Task details.
Please show all lines of the records that include "into".

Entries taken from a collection
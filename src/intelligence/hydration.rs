// ABOUTME: Daily water intake counter bounded by a glasses-per-day goal
// ABOUTME: Saturating add/remove semantics used by the hydration endpoints
//
// SPDX-License-Identifier: MIT OR Apache-2.0
// Copyright (c) 2025 Pierre Fitness Intelligence

use serde::{Deserialize, Serialize};

/// Glasses of water logged for one day
///
/// The count never leaves `0..=daily_goal`.
#[derive(Debug, Clone, Copy, Serialize, Deserialize, PartialEq, Eq)]
#[serde(rename_all = "camelCase")]
pub struct HydrationTracker {
    glasses: u32,
    daily_goal: u32,
}

impl HydrationTracker {
    /// Start a tracker, clamping `glasses` into range
    #[must_use]
    pub fn new(glasses: u32, daily_goal: u32) -> Self {
        Self {
            glasses: glasses.min(daily_goal),
            daily_goal,
        }
    }

    /// Glasses logged
    #[must_use]
    pub const fn glasses(&self) -> u32 {
        self.glasses
    }

    /// Goal for the day
    #[must_use]
    pub const fn daily_goal(&self) -> u32 {
        self.daily_goal
    }

    /// Log one glass, saturating at the goal
    pub fn add_glass(&mut self) {
        self.apply(1);
    }

    /// Remove one glass, saturating at zero
    pub fn remove_glass(&mut self) {
        self.apply(-1);
    }

    /// Apply a signed change, saturating at both bounds
    pub fn apply(&mut self, delta: i64) {
        let next = i64::from(self.glasses).saturating_add(delta);
        self.glasses = next.clamp(0, i64::from(self.daily_goal)) as u32;
    }

    /// Fraction of the goal reached (0.0-1.0)
    #[must_use]
    pub fn progress(&self) -> f64 {
        if self.daily_goal == 0 {
            return 1.0;
        }
        f64::from(self.glasses) / f64::from(self.daily_goal)
    }

    /// Whether the goal has been met
    #[must_use]
    pub const fn is_complete(&self) -> bool {
        self.glasses >= self.daily_goal
    }
}
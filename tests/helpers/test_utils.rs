// ABOUTME: Test application builders and sample profiles
// ABOUTME: Creates routers backed by a fresh in-memory SQLite database
//
// SPDX-License-Identifier: MIT OR Apache-2.0
// Copyright (c) 2025 Pierre Fitness Intelligence

use axum::Router;
use diet_to_discipline::{
    config::ServerConfig,
    database::Database,
    models::{Gender, Goal, Profile},
    routes::{router, ServerResources},
};
use serde_json::{json, Value};
use std::sync::Arc;

/// Resources backed by a fresh in-memory database
pub async fn create_test_resources(config: ServerConfig) -> Arc<ServerResources> {
    let database = Database::new(&config.database.url)
        .await
        .expect("Failed to create test database");
    ServerResources::new(database, config)
}

/// Full application router with test configuration
pub async fn create_test_app() -> Router {
    router(create_test_resources(ServerConfig::for_testing()).await)
}

/// 70 kg, 175 cm, 30 y male, sedentary, maintain
pub const fn male_profile() -> Profile {
    Profile {
        weight_kg: 70.0,
        height_cm: 175.0,
        age: 30,
        gender: Gender::Male,
        activity_factor: 1.2,
        goal: Goal::Maintain,
    }
}

/// 60 kg, 160 cm, 25 y female, lightly active, lose
pub const fn female_profile() -> Profile {
    Profile {
        weight_kg: 60.0,
        height_cm: 160.0,
        age: 25,
        gender: Gender::Female,
        activity_factor: 1.375,
        goal: Goal::Lose,
    }
}

/// Request body for the male profile as a web form would send it
pub fn male_request_body(email: &str) -> Value {
    json!({
        "name": "Alex",
        "email": email,
        "weight": "70",
        "height": "175",
        "age": "30",
        "gender": "male",
        "activity": "1.2",
        "goal": "maintain"
    })
}
// ABOUTME: Logging configuration and structured logging setup for observability and debugging
// ABOUTME: Configures log levels, formatters, and output destinations for the server and CLI
//
// SPDX-License-Identifier: MIT OR Apache-2.0
// Copyright (c) 2025 Pierre Fitness Intelligence

//! Production-ready logging configuration with structured output

use crate::constants::service_names;
use anyhow::Result;
use std::env;
use std::io;
use tracing::info;
use tracing_subscriber::{
    fmt::{self, format::FmtSpan, writer::BoxMakeWriter},
    layer::SubscriberExt,
    util::SubscriberInitExt,
    EnvFilter,
};

/// Noise reduction applied on top of any `RUST_LOG` value
const NOISE_DIRECTIVES: [&str; 5] = [
    "hyper=warn",
    "hyper::proto=warn",
    "sqlx=warn",
    "sqlx::query=warn",
    "tower_http=info",
];

/// Logging configuration
#[derive(Debug, Clone)]
pub struct LoggingConfig {
    /// Log level (trace, debug, info, warn, error)
    pub level: String,
    /// Output format (json, pretty, compact)
    pub format: LogFormat,
    /// Include source file and line numbers
    pub include_location: bool,
    /// Include span open/close events
    pub include_spans: bool,
    /// Write to stderr instead of stdout
    pub use_stderr: bool,
    /// Service name for structured logging
    pub service_name: String,
    /// Service version
    pub service_version: String,
    /// Environment (development, testing, production)
    pub environment: String,
}

/// Log output format options
#[derive(Debug, Clone, Copy, PartialEq, Eq)]
pub enum LogFormat {
    /// `JSON` format for production logging
    Json,
    /// Pretty format for development
    Pretty,
    /// Compact format for space-constrained environments
    Compact,
}

impl LogFormat {
    fn from_env_value(value: Option<&str>) -> Self {
        match value {
            Some("json") => Self::Json,
            Some("compact") => Self::Compact,
            _ => Self::Pretty,
        }
    }
}

impl Default for LoggingConfig {
    fn default() -> Self {
        Self {
            level: "info".into(),
            format: LogFormat::Pretty,
            include_location: false,
            include_spans: false,
            use_stderr: false,
            service_name: service_names::DIET_SERVER.into(),
            service_version: env!("CARGO_PKG_VERSION").to_owned(),
            environment: "development".into(),
        }
    }
}

impl LoggingConfig {
    /// Create logging configuration from environment variables
    #[must_use]
    pub fn from_env() -> Self {
        let environment = env::var("ENVIRONMENT").unwrap_or_else(|_| "development".into());
        let is_production = environment == "production";

        Self {
            level: env::var("RUST_LOG").unwrap_or_else(|_| "info".into()),
            format: LogFormat::from_env_value(env::var("LOG_FORMAT").ok().as_deref()),
            include_location: is_production || env::var("LOG_INCLUDE_LOCATION").is_ok(),
            include_spans: env::var("LOG_INCLUDE_SPANS").is_ok(),
            use_stderr: false,
            service_name: env::var("SERVICE_NAME")
                .unwrap_or_else(|_| service_names::DIET_SERVER.into()),
            service_version: env!("CARGO_PKG_VERSION").to_owned(),
            environment,
        }
    }

    /// Quiet configuration for command-line tools: warnings only, on stderr
    #[must_use]
    pub fn for_cli() -> Self {
        Self {
            level: env::var("RUST_LOG").unwrap_or_else(|_| "warn".into()),
            format: LogFormat::Compact,
            use_stderr: true,
            ..Self::default()
        }
    }

    fn env_filter(&self) -> EnvFilter {
        let filter = NOISE_DIRECTIVES
            .iter()
            .filter_map(|directive| directive.parse().ok())
            .fold(EnvFilter::new(&self.level), EnvFilter::add_directive);

        // Keep our application logs at desired level
        match format!("diet_to_discipline={}", self.level).parse() {
            Ok(directive) => filter.add_directive(directive),
            Err(_) => filter,
        }
    }

    fn writer(&self) -> BoxMakeWriter {
        if self.use_stderr {
            BoxMakeWriter::new(io::stderr)
        } else {
            BoxMakeWriter::new(io::stdout)
        }
    }

    /// Initialize the global tracing subscriber
    ///
    /// # Errors
    ///
    /// Returns an error if a global subscriber is already installed
    pub fn init(&self) -> Result<()> {
        let registry = tracing_subscriber::registry().with(self.env_filter());
        let span_events = if self.include_spans {
            FmtSpan::NEW | FmtSpan::CLOSE
        } else {
            FmtSpan::NONE
        };

        match self.format {
            LogFormat::Json => {
                let json_layer = fmt::layer()
                    .with_file(self.include_location)
                    .with_line_number(self.include_location)
                    .with_target(true)
                    .with_writer(self.writer())
                    .with_span_events(span_events)
                    .json();

                registry.with(json_layer).try_init()?;
            }
            LogFormat::Pretty => {
                let pretty_layer = fmt::layer()
                    .with_file(self.include_location)
                    .with_line_number(self.include_location)
                    .with_target(true)
                    .with_writer(self.writer())
                    .with_span_events(span_events);

                registry.with(pretty_layer).try_init()?;
            }
            LogFormat::Compact => {
                let compact_layer = fmt::layer()
                    .compact()
                    .with_target(false)
                    .with_writer(self.writer())
                    .with_span_events(FmtSpan::NONE);

                registry.with(compact_layer).try_init()?;
            }
        }

        info!(
            service.name = %self.service_name,
            service.version = %self.service_version,
            environment = %self.environment,
            log.level = %self.level,
            log.format = ?self.format,
            "Logging initialized"
        );

        Ok(())
    }
}

#[cfg(test)]
mod tests {
    use super::*;

    #[test]
    fn test_log_format_parsing() {
        assert_eq!(LogFormat::from_env_value(Some("json")), LogFormat::Json);
        assert_eq!(LogFormat::from_env_value(Some("compact")), LogFormat::Compact);
        assert_eq!(LogFormat::from_env_value(Some("fancy")), LogFormat::Pretty);
        assert_eq!(LogFormat::from_env_value(None), LogFormat::Pretty);
    }

    #[test]
    fn test_cli_config_writes_to_stderr() {
        let config = LoggingConfig::for_cli();
        assert!(config.use_stderr);
        assert_eq!(config.format, LogFormat::Compact);
    }
}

Exercise result.
    /// Start a tracker, clamping `glasses` into range
            level: "info".into(),
            service_name: service_names::DIET_SERVER.into(),
            environment: "development".into(),
        let environment = env::var("ENVIRONMENT").unwrap_or_else(|_| "development".into());
            level: env::var("RUST_LOG").unwrap_or_else(|_| "info".into()),
                .unwrap_or_else(|_| service_names::DIET_SERVER.into()),
            level: env::var("RUST_LOG").unwrap_or_else(|_| "warn".into()),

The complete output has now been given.